Saved entries
________________________

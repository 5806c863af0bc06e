//! Performance tracking and bonus computation engine.
//! This crate is the single source of truth for tracking invariants.

pub mod catalog;
pub mod config;
pub mod engine;
pub mod input;
pub mod logging;
pub mod model;
pub mod service;
pub mod store;
pub mod summary;

pub use catalog::{
    objective, objectives, objectives_in, validate_catalog, BusinessUnit, CatalogError, Objective,
    ObjectiveCategory,
};
pub use config::{CockpitConfig, ConfigError, StorageBackend};
pub use engine::bonus::{category_bonus, total_bonus, BonusBreakdown};
pub use engine::kpi::{progress_percent, progress_percent_of, resolve_current};
pub use engine::progress::{
    objective_progress, plan_effective_progress, plan_task_progress, subtask_counts,
    task_completion_ratio,
};
pub use engine::status::{derive_plan_status, is_overdue, overdue_tasks};
pub use input::parse_numeric_input;
pub use logging::{default_log_level, init_from_config, init_logging, logging_status, LoggingError};
pub use model::common::{new_entity_id, EntityId, Priority};
pub use model::evaluation::{JournalEntry, NoteKey, Period};
pub use model::kpi::Kpi;
pub use model::plan::{Deliverable, Plan, PlanStatus, SubItem};
pub use model::task::{Subtask, Task, TaskStatus};
pub use service::edit::{EditPayload, KpiForm};
pub use service::tracker::{Tracker, TrackerError, TrackerResult};
pub use store::{
    load_store, save_store, DocumentPort, JsonFilePort, MemoryPort, PersistError, PersistResult,
    SqlitePort, Store,
};
pub use summary::{dashboard_snapshot, DashboardSnapshot, KpiSnapshot, ObjectiveSnapshot};

/// Returns the core crate version.
pub fn core_version() -> &'static str {
    env!("CARGO_PKG_VERSION")
}
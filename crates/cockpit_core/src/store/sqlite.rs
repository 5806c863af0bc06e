//! SQLite key/value document adapter.
//!
//! # Responsibility
//! - Open file or in-memory SQLite connections for document storage.
//! - Keep one row per document key in the `documents` table.
//!
//! # Invariants
//! - Returned ports have the `documents` table in place.
//! - Only the configured key is ever read or written.

use super::port::{DocumentPort, PersistResult};
use log::{error, info};
use rusqlite::{params, Connection, OptionalExtension};
use std::path::Path;
use std::time::{Duration, Instant};

/// Document key used when the caller does not provide one.
pub const DEFAULT_DOCUMENT_KEY: &str = "cockpit.tracking";

const DOCUMENTS_DDL: &str = "CREATE TABLE IF NOT EXISTS documents (
    key TEXT PRIMARY KEY NOT NULL,
    body TEXT NOT NULL,
    updated_at INTEGER NOT NULL DEFAULT (strftime('%s', 'now') * 1000)
);";

pub struct SqlitePort {
    conn: Connection,
    key: String,
}

impl SqlitePort {
    /// Opens a SQLite file and prepares the `documents` table.
    ///
    /// # Side effects
    /// - Emits `store_open` logging events with duration and status.
    pub fn open(path: impl AsRef<Path>, key: impl Into<String>) -> PersistResult<Self> {
        let started_at = Instant::now();
        info!("event=store_open module=store status=start mode=file");

        let conn = Connection::open(path).map_err(|err| {
            error!(
                "event=store_open module=store status=error mode=file duration_ms={} error_code=db_open_failed error={}",
                started_at.elapsed().as_millis(),
                err
            );
            err
        })?;
        Self::bootstrap(conn, key.into(), "file", started_at)
    }

    /// Opens an in-memory SQLite database; contents vanish with the port.
    pub fn open_in_memory() -> PersistResult<Self> {
        let started_at = Instant::now();
        info!("event=store_open module=store status=start mode=memory");

        let conn = Connection::open_in_memory()?;
        Self::bootstrap(conn, DEFAULT_DOCUMENT_KEY.to_string(), "memory", started_at)
    }

    fn bootstrap(
        conn: Connection,
        key: String,
        mode: &str,
        started_at: Instant,
    ) -> PersistResult<Self> {
        let prepared = conn
            .busy_timeout(Duration::from_secs(5))
            .and_then(|()| conn.execute_batch(DOCUMENTS_DDL));

        match prepared {
            Ok(()) => {
                info!(
                    "event=store_open module=store status=ok mode={} duration_ms={}",
                    mode,
                    started_at.elapsed().as_millis()
                );
                Ok(Self { conn, key })
            }
            Err(err) => {
                error!(
                    "event=store_open module=store status=error mode={} duration_ms={} error_code=db_bootstrap_failed error={}",
                    mode,
                    started_at.elapsed().as_millis(),
                    err
                );
                Err(err.into())
            }
        }
    }

    pub fn key(&self) -> &str {
        &self.key
    }
}

impl DocumentPort for SqlitePort {
    fn kind(&self) -> &'static str {
        "sqlite"
    }

    fn read(&self) -> PersistResult<Option<String>> {
        let body = self
            .conn
            .query_row(
                "SELECT body FROM documents WHERE key = ?1;",
                [self.key.as_str()],
                |row| row.get::<_, String>(0),
            )
            .optional()?;
        Ok(body)
    }

    fn write(&self, document: &str) -> PersistResult<()> {
        self.conn.execute(
            "INSERT INTO documents (key, body) VALUES (?1, ?2)
             ON CONFLICT(key) DO UPDATE SET
                body = excluded.body,
                updated_at = (strftime('%s', 'now') * 1000);",
            params![self.key.as_str(), document],
        )?;
        Ok(())
    }
}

________________________

Go through the records above and set each one down exactly, please.

> _Answer for the task_
repository 5806c863af0bc06e
//! Performance tracking and bonus computation engine.
//! This crate is the single source of truth for tracking invariants.

pub mod catalog;
pub mod config;
pub mod engine;
pub mod input;
pub mod logging;
pub mod model;
pub mod service;
pub mod store;
pub mod summary;

pub use catalog::{
    objective, objectives, objectives_in, validate_catalog, BusinessUnit, CatalogError, Objective,
    ObjectiveCategory,
};
pub use config::{CockpitConfig, ConfigError, StorageBackend};
pub use engine::bonus::{category_bonus, total_bonus, BonusBreakdown};
pub use engine::kpi::{progress_percent, progress_percent_of, resolve_current};
pub use engine::progress::{
    objective_progress, plan_effective_progress, plan_task_progress, subtask_counts,
    task_completion_ratio,
};
pub use engine::status::{derive_plan_status, is_overdue, overdue_tasks};
pub use input::parse_numeric_input;
pub use logging::{default_log_level, init_from_config, init_logging, logging_status, LoggingError};
pub use model::common::{new_entity_id, EntityId, Priority};
pub use model::evaluation::{JournalEntry, NoteKey, Period};
pub use model::kpi::Kpi;
pub use model::plan::{Deliverable, Plan, PlanStatus, SubItem};
pub use model::task::{Subtask, Task, TaskStatus};
pub use service::edit::{EditPayload, KpiForm};
pub use service::tracker::{Tracker, TrackerError, TrackerResult};
pub use store::{
    load_store, save_store, DocumentPort, JsonFilePort, MemoryPort, PersistError, PersistResult,
    SqlitePort, Store,
};
pub use summary::{dashboard_snapshot, DashboardSnapshot, KpiSnapshot, ObjectiveSnapshot};

/// Returns the core crate version.
pub fn core_version() -> &'static str {
    env!("CARGO_PKG_VERSION")
}
filename crates/cockpit_core/src/store/sqlite.rs
repository 5806c863af0bc06e
//! SQLite key/value document adapter.
//!
//! # Responsibility
//! - Open file or in-memory SQLite connections for document storage.
//! - Keep one row per document key in the `documents` table.
//!
//! # Invariants
//! - Returned ports have the `documents` table in place.
//! - Only the configured key is ever read or written.

use super::port::{DocumentPort, PersistResult};
use log::{error, info};
use rusqlite::{params, Connection, OptionalExtension};
use std::path::Path;
use std::time::{Duration, Instant};

/// Document key used when the caller does not provide one.
pub const DEFAULT_DOCUMENT_KEY: &str = "cockpit.tracking";

const DOCUMENTS_DDL: &str = "CREATE TABLE IF NOT EXISTS documents (
    key TEXT PRIMARY KEY NOT NULL,
    body TEXT NOT NULL,
    updated_at INTEGER NOT NULL DEFAULT (strftime('%s', 'now') * 1000)
);";

pub struct SqlitePort {
    conn: Connection,
    key: String,
}

impl SqlitePort {
    /// Opens a SQLite file and prepares the `documents` table.
    ///
    /// # Side effects
    /// - Emits `store_open` logging events with duration and status.
    pub fn open(path: impl AsRef<Path>, key: impl Into<String>) -> PersistResult<Self> {
        let started_at = Instant::now();
        info!("event=store_open module=store status=start mode=file");

        let conn = Connection::open(path).map_err(|err| {
            error!(
                "event=store_open module=store status=error mode=file duration_ms={} error_code=db_open_failed error={}",
                started_at.elapsed().as_millis(),
                err
            );
            err
        })?;
        Self::bootstrap(conn, key.into(), "file", started_at)
    }

    /// Opens an in-memory SQLite database; contents vanish with the port.
    pub fn open_in_memory() -> PersistResult<Self> {
        let started_at = Instant::now();
        info!("event=store_open module=store status=start mode=memory");

        let conn = Connection::open_in_memory()?;
        Self::bootstrap(conn, DEFAULT_DOCUMENT_KEY.to_string(), "memory", started_at)
    }

    fn bootstrap(
        conn: Connection,
        key: String,
        mode: &str,
        started_at: Instant,
    ) -> PersistResult<Self> {
        let prepared = conn
            .busy_timeout(Duration::from_secs(5))
            .and_then(|()| conn.execute_batch(DOCUMENTS_DDL));

        match prepared {
            Ok(()) => {
                info!(
                    "event=store_open module=store status=ok mode={} duration_ms={}",
                    mode,
                    started_at.elapsed().as_millis()
                );
                Ok(Self { conn, key })
            }
            Err(err) => {
                error!(
                    "event=store_open module=store status=error mode={} duration_ms={} error_code=db_bootstrap_failed error={}",
                    mode,
                    started_at.elapsed().as_millis(),
                    err
                );
                Err(err.into())
            }
        }
    }

    pub fn key(&self) -> &str {
        &self.key
    }
}

impl DocumentPort for SqlitePort {
    fn kind(&self) -> &'static str {
        "sqlite"
    }

    fn read(&self) -> PersistResult<Option<String>> {
        let body = self
            .conn
            .query_row(
                "SELECT body FROM documents WHERE key = ?1;",
                [self.key.as_str()],
                |row| row.get::<_, String>(0),
            )
            .optional()?;
        Ok(body)
    }

    fn write(&self, document: &str) -> PersistResult<()> {
        self.conn.execute(
            "INSERT INTO documents (key, body) VALUES (?1, ?2)
             ON CONFLICT(key) DO UPDATE SET
                body = excluded.body,
                updated_at = (strftime('%s', 'now') * 1000);",
            params![self.key.as_str(), document],
        )?;
        Ok(())
    }
}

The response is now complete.